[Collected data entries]
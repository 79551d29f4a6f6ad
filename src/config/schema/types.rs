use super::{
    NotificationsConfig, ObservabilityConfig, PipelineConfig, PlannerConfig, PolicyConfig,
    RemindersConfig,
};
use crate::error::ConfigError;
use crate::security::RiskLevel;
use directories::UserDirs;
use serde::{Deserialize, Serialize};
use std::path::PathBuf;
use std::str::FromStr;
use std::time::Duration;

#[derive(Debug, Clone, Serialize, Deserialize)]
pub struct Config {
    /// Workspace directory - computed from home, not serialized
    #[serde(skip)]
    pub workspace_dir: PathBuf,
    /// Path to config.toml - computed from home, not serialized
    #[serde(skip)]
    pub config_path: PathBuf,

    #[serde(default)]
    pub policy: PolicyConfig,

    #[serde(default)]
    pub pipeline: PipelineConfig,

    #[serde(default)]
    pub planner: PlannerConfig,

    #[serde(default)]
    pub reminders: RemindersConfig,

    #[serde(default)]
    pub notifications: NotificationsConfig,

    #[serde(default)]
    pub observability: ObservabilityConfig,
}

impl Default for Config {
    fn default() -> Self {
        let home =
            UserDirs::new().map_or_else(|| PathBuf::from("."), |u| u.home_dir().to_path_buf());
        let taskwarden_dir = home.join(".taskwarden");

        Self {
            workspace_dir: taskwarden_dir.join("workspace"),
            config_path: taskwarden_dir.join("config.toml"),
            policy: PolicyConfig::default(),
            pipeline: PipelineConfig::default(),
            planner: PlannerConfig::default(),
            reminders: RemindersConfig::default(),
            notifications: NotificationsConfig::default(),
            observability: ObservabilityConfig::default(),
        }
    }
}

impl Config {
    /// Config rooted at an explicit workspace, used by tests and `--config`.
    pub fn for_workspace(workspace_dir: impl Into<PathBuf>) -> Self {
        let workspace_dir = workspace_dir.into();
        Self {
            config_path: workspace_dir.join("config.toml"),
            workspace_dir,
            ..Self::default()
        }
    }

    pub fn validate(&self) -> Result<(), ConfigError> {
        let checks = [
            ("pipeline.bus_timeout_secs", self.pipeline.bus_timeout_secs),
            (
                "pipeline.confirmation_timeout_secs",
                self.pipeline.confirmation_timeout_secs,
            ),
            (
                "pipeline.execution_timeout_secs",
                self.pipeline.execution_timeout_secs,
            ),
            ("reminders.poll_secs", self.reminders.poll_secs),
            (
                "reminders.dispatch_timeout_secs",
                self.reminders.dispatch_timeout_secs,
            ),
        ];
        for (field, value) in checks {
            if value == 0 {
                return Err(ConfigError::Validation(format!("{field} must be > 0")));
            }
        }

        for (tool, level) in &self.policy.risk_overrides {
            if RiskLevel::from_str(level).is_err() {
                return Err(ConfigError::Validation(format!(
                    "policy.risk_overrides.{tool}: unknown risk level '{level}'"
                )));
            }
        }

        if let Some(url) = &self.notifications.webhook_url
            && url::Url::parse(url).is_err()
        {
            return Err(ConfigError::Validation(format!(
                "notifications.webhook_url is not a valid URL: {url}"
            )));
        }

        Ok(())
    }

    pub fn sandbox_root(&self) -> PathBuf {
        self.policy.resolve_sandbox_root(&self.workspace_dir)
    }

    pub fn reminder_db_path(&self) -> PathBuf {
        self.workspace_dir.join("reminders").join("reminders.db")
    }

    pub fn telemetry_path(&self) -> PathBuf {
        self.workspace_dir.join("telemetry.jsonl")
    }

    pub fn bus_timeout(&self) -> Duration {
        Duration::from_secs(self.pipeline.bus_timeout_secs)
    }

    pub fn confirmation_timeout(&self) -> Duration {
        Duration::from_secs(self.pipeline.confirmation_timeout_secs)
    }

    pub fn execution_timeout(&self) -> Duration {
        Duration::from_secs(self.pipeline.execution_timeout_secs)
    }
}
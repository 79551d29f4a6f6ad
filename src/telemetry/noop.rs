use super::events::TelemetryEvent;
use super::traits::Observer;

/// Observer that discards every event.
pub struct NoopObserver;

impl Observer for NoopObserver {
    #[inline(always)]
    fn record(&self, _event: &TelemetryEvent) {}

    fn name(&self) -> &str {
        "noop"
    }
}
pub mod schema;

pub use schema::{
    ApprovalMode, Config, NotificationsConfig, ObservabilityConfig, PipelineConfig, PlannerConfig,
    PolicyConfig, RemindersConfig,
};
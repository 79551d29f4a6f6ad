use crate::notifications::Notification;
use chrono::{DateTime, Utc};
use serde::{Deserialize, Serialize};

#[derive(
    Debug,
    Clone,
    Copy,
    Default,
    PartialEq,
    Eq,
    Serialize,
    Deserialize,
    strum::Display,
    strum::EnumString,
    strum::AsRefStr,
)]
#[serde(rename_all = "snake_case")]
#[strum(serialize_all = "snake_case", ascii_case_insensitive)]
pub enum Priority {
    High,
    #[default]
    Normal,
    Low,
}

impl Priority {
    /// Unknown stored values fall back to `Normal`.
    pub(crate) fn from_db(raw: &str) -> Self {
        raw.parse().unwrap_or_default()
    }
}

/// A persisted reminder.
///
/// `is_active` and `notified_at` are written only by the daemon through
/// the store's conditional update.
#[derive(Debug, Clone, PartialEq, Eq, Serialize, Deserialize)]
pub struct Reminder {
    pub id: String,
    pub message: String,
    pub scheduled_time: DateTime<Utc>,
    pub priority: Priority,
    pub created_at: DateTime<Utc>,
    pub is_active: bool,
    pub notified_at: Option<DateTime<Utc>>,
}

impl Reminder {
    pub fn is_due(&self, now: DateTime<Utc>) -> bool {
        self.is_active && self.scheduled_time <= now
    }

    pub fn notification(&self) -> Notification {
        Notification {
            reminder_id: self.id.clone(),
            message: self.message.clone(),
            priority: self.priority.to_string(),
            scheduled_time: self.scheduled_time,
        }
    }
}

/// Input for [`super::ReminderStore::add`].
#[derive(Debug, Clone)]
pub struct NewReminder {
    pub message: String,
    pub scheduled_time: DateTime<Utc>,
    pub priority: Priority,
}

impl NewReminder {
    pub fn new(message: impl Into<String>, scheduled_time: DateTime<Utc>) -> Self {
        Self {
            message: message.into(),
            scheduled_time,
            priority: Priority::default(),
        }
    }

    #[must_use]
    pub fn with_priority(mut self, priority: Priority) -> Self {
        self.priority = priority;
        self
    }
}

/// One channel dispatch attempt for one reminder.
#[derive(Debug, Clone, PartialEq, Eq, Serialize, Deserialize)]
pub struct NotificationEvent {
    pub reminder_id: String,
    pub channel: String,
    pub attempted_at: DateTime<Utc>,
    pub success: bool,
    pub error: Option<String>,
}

■ **What this task involves**
The answer must be all the lines above that hold the word "parse".

■ **Result of the task**
            && url::Url::parse(url).is_err()
        raw.parse().unwrap_or_default()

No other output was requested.